Water cycle algorithm-tuned PI control of a doubly fed induction generator for wind energy conversion

Abstract

This paper presents one novel design procedure to attain the optimal parameters of Proportional-Integral (PI) controllers for a 1.5 MW Doubly Fed Induction Generator (DFIG) for wind turbine systems. Since the parameters of PI controllers are usually selected by classical and tedious trials-errors procedures, an optimization-based tuning problem has been formulated and successfully solved based on a proposed advanced meta-heuristics algorithm, called Water Cycle Algorithm (WCA).
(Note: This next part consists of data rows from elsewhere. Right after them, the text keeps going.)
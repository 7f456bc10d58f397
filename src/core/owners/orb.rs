//! Collapsed orb: hover tracking and press/drag/release classification.

use crate::core::geometry;
use crate::shared::settings::InteractionSettings;
use crate::shared::types::{Bounds, Point, PointerSample, ScreenSize};

/// How a press on the orb ended.
#[derive(Debug, Clone, Copy, PartialEq, Eq)]
pub enum Release {
    Click,
    DragEnd { moved: bool },
}

/// Click iff both the press duration and the pointer displacement stay
/// strictly below their thresholds.
pub fn classify_release(elapsed_ms: f64, displacement: f64, thresholds: &InteractionSettings) -> Release {
    if elapsed_ms < thresholds.click_threshold_ms as f64 && displacement < thresholds.move_threshold_px {
        Release::Click
    } else {
        Release::DragEnd {
            moved: displacement > 0.0,
        }
    }
}

#[derive(Debug, Clone, Copy, PartialEq)]
struct DragSession {
    /// Pointer position relative to the orb origin at press time
    pointer_offset: Point,
    origin_bounds: Bounds,
    press: Point,
    pressed_at_ms: f64,
    /// False when the press began with the menu open; such a press can only click
    moves_window: bool,
}

pub struct OrbOwner {
    drag: Option<DragSession>,
    pointer_over: bool,
    thresholds: InteractionSettings,
}

impl OrbOwner {
    pub fn new(thresholds: InteractionSettings) -> Self {
        Self {
            drag: None,
            pointer_over: false,
            thresholds,
        }
    }

    pub fn set_thresholds(&mut self, thresholds: InteractionSettings) {
        self.thresholds = thresholds;
    }

    pub fn pointer_over(&self) -> bool {
        self.pointer_over
    }

    /// Returns `true` when the hover state changed.
    pub fn set_hover(&mut self, inside: bool) -> bool {
        let changed = self.pointer_over != inside;
        self.pointer_over = inside;
        changed
    }

    pub fn is_dragging(&self) -> bool {
        self.drag.map(|d| d.moves_window).unwrap_or(false)
    }

    /// Start a press if `sample` hits the orb. Returns `true` when a session began.
    pub fn press(&mut self, sample: PointerSample, orb: Bounds, menu_open: bool) -> bool {
        let position = sample.position();
        if !geometry::orb_hit(orb, position) {
            return false;
        }
        self.pointer_over = true;
        self.drag = Some(DragSession {
            pointer_offset: Point::new(position.x - orb.x, position.y - orb.y),
            origin_bounds: orb,
            press: position,
            pressed_at_ms: sample.timestamp_ms,
            moves_window: !menu_open,
        });
        true
    }

    /// Orb bounds following the pointer, clamped to the screen. `None` outside a drag.
    pub fn drag_to(&self, pointer: Point, screen: ScreenSize) -> Option<Bounds> {
        let session = self.drag.filter(|d| d.moves_window)?;
        let origin = Point::new(
            pointer.x - session.pointer_offset.x,
            pointer.y - session.pointer_offset.y,
        );
        Some(geometry::clamp_to_screen(session.origin_bounds.with_origin(origin), screen))
    }

    /// End the press and classify it. `None` when no press was in progress.
    pub fn release(&mut self, sample: PointerSample) -> Option<Release> {
        let session = self.drag.take()?;
        let elapsed = (sample.timestamp_ms - session.pressed_at_ms).max(0.0);
        let displacement = session.press.distance_to(sample.position());
        let release = classify_release(elapsed, displacement, &self.thresholds);
        match release {
            Release::DragEnd { .. } if !session.moves_window => Some(Release::DragEnd { moved: false }),
            other => Some(other),
        }
    }

    /// Drop a press without classifying it.
    pub fn cancel(&mut self) {
        self.drag = None;
    }
}

#[cfg(test)]
mod tests {
    use super::*;

    const SCREEN: ScreenSize = ScreenSize {
        width: 1920.0,
        height: 1080.0,
    };

    fn orb() -> Bounds {
        Bounds::new(1000.0, 500.0, 64.0, 64.0)
    }

    fn sample(x: f64, y: f64, t: f64) -> PointerSample {
        PointerSample { x, y, timestamp_ms: t }
    }

    #[test]
    fn click_thresholds_are_exclusive() {
        let t = InteractionSettings::default();
        assert_eq!(classify_release(299.9, 4.99, &t), Release::Click);
        assert!(matches!(classify_release(300.0, 0.0, &t), Release::DragEnd { .. }));
        assert!(matches!(classify_release(0.0, 5.0, &t), Release::DragEnd { .. }));
        assert_eq!(classify_release(300.0, 0.0, &t), Release::DragEnd { moved: false });
    }

    #[test]
    fn fractional_dom_timestamps_are_accepted() {
        let parsed: PointerSample =
            serde_json::from_str(r#"{"x": 10.0, "y": 20.0, "timestamp_ms": 1532.4000000059605}"#).unwrap();
        assert_eq!(parsed.timestamp_ms, 1532.4000000059605);

        let mut owner = OrbOwner::new(InteractionSettings::default());
        assert!(owner.press(sample(1032.0, 532.0, 1_000.25), orb(), false));
        assert_eq!(owner.release(sample(1032.0, 532.0, 1_299.75)), Some(Release::Click));
    }

    #[test]
    fn quick_small_press_is_a_click() {
        let mut owner = OrbOwner::new(InteractionSettings::default());
        assert!(owner.press(sample(1032.0, 532.0, 1_000.0), orb(), false));
        assert!(owner.is_dragging());
        assert_eq!(owner.release(sample(1034.0, 532.0, 1_150.0)), Some(Release::Click));
        assert!(!owner.is_dragging());
    }

    #[test]
    fn press_outside_inscribed_circle_is_ignored() {
        let mut owner = OrbOwner::new(InteractionSettings::default());
        // Corner of the bounding box, outside the circle
        assert!(!owner.press(sample(1001.0, 501.0, 0.0), orb(), false));
        assert_eq!(owner.release(sample(1001.0, 501.0, 10.0)), None);
    }

    #[test]
    fn drag_follows_pointer_and_stays_on_screen() {
        let mut owner = OrbOwner::new(InteractionSettings::default());
        owner.press(sample(1032.0, 532.0, 0.0), orb(), false);

        let moved = owner.drag_to(Point::new(1132.0, 432.0), SCREEN).unwrap();
        assert_eq!(moved, Bounds::new(1100.0, 400.0, 64.0, 64.0));

        let clamped = owner.drag_to(Point::new(5000.0, -100.0), SCREEN).unwrap();
        assert_eq!(clamped, Bounds::new(1856.0, 0.0, 64.0, 64.0));

        assert_eq!(
            owner.release(sample(1132.0, 432.0, 400.0)),
            Some(Release::DragEnd { moved: true })
        );
    }

    #[test]
    fn press_with_menu_open_never_moves_the_window() {
        let mut owner = OrbOwner::new(InteractionSettings::default());
        owner.press(sample(1032.0, 532.0, 0.0), orb(), true);
        assert!(!owner.is_dragging());
        assert_eq!(owner.drag_to(Point::new(1200.0, 600.0), SCREEN), None);
        assert_eq!(
            owner.release(sample(1200.0, 600.0, 50.0)),
            Some(Release::DragEnd { moved: false })
        );
    }

    #[test]
    fn hover_reports_edges_only() {
        let mut owner = OrbOwner::new(InteractionSettings::default());
        assert!(!owner.pointer_over());
        assert!(owner.set_hover(true));
        assert!(!owner.set_hover(true));
        assert!(owner.pointer_over());
        assert!(owner.set_hover(false));
    }
}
Inspired from the water cycle process and how rivers and streams flow towards the sea in the real world, the proposed WCA has been improved and adapted to solve such a hard optimization problem under time-domain criteria and nonlinear operational constraints. The obtained results from WCA are examined by a comparative study with other classical optimizers such as Genetic Algorithm (GA), Particle Swarm Optimization (PSO) and Harmony Search Algorithm (HSA). These results show the superiority and effectiveness of the proposed method in terms of solution qualities, exploration and exploitation capabilities and convergence fastness. Symmetrical voltage dip scenario is also further considered for all algorithms. Demonstrative results show the effectiveness of the proposed WCA-tuned PI control structures.